#### [What you should do]
Report every line of the records below that contains the word "heading".

#### [Records shown]
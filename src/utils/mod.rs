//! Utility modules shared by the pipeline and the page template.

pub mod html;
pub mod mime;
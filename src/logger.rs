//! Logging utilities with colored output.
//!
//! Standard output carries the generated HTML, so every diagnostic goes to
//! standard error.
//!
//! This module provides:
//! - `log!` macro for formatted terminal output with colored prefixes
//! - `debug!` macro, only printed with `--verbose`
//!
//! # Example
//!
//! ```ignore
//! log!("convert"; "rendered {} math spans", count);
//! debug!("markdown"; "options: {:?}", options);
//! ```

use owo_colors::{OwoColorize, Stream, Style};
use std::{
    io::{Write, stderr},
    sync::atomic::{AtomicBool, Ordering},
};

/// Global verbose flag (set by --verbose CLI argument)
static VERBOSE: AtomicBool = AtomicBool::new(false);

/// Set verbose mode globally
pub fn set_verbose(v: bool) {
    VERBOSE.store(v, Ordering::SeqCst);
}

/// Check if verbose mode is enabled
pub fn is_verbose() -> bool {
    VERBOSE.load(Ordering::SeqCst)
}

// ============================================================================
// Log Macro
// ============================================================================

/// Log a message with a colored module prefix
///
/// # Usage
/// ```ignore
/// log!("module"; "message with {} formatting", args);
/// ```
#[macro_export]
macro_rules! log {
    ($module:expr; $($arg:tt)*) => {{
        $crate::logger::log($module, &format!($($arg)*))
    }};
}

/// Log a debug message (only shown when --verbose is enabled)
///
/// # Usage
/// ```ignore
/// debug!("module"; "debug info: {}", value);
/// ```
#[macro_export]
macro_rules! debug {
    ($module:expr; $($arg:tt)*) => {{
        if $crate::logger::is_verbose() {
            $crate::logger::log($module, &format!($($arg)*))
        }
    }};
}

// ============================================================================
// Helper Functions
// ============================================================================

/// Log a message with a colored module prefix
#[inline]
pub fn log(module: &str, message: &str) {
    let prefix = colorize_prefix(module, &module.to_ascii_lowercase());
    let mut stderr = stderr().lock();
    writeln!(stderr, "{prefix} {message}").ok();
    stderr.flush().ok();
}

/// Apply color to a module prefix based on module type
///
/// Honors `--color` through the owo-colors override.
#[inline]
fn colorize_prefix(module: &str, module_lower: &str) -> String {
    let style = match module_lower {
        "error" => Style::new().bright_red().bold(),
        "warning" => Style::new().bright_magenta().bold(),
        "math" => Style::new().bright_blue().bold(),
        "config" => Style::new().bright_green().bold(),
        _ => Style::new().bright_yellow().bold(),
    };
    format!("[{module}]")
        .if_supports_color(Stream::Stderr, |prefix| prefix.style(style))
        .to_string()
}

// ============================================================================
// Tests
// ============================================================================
--
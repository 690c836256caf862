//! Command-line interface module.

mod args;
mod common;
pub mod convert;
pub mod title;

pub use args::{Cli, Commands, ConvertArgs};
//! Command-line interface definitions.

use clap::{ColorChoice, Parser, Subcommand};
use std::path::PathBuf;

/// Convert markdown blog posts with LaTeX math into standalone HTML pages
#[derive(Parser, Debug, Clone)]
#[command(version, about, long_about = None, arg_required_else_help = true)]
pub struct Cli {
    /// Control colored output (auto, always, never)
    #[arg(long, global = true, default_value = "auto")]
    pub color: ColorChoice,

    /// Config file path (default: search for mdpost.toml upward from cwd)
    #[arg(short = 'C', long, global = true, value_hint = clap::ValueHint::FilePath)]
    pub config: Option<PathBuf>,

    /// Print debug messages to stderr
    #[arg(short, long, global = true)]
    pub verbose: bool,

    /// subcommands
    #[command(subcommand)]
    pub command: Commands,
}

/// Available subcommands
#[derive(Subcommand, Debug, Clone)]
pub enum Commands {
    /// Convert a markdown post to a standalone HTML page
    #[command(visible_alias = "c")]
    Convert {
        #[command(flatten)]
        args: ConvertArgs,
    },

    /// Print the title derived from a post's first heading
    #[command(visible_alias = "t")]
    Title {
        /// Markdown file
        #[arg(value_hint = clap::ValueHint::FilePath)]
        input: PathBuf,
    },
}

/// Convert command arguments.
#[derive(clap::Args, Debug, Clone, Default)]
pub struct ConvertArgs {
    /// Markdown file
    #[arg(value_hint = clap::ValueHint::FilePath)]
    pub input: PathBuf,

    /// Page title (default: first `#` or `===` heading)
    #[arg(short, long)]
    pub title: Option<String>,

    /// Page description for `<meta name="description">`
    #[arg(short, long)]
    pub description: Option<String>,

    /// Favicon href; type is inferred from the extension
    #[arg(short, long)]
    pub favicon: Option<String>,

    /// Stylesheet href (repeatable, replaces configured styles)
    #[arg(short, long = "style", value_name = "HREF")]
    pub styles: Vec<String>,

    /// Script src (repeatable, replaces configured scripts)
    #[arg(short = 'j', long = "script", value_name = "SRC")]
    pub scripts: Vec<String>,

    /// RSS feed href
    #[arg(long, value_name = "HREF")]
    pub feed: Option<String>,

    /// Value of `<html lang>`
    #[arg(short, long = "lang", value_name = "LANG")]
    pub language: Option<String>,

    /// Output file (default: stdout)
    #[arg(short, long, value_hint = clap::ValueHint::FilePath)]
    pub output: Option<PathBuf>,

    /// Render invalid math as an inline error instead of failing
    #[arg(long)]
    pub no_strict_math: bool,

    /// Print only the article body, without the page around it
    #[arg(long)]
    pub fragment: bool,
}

#### [Your solution]
    /// Print the title derived from a post's first heading
    /// Page title (default: first `#` or `===` heading)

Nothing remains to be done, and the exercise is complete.